PROBLEM STATEMENT: How many lines in the data below include the word "port"? Respond with the number, nothing more.

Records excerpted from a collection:
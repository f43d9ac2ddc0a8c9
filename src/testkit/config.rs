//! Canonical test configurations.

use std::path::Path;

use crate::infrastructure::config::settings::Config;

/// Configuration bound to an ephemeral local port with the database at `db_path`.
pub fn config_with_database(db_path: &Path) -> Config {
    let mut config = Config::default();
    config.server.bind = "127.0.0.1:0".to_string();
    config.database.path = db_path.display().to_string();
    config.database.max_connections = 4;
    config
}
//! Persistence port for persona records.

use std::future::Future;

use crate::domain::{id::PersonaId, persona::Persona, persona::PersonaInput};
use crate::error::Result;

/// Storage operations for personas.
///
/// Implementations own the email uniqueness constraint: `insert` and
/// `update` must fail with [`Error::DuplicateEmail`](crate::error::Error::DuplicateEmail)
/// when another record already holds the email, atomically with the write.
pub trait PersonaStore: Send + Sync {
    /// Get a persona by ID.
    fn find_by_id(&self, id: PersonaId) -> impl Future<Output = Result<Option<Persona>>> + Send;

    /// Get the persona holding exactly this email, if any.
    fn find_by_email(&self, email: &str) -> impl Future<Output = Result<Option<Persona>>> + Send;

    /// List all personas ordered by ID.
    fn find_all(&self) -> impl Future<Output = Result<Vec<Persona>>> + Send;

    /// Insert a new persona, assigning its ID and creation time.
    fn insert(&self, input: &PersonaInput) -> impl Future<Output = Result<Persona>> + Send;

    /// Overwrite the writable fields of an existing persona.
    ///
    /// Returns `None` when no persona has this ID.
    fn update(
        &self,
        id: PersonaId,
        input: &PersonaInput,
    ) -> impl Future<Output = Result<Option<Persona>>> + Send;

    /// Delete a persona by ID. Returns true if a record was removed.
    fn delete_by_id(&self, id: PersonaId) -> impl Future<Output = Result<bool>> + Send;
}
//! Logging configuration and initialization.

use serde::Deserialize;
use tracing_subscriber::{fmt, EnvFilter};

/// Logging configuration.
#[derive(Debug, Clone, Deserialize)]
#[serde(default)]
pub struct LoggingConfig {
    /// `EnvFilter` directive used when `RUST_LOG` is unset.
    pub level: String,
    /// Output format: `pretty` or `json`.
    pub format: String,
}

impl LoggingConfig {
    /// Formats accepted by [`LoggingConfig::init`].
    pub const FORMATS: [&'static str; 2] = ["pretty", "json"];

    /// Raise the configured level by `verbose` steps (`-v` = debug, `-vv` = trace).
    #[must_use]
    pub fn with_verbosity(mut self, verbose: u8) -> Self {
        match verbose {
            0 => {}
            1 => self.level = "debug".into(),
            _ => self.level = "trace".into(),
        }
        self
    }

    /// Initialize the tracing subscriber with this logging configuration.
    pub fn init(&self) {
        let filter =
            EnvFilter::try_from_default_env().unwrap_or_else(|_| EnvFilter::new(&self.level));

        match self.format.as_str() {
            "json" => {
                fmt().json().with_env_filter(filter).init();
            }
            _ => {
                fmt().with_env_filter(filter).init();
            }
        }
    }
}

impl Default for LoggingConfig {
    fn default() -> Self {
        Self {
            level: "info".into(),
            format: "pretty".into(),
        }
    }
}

COMPLETED TASK: 2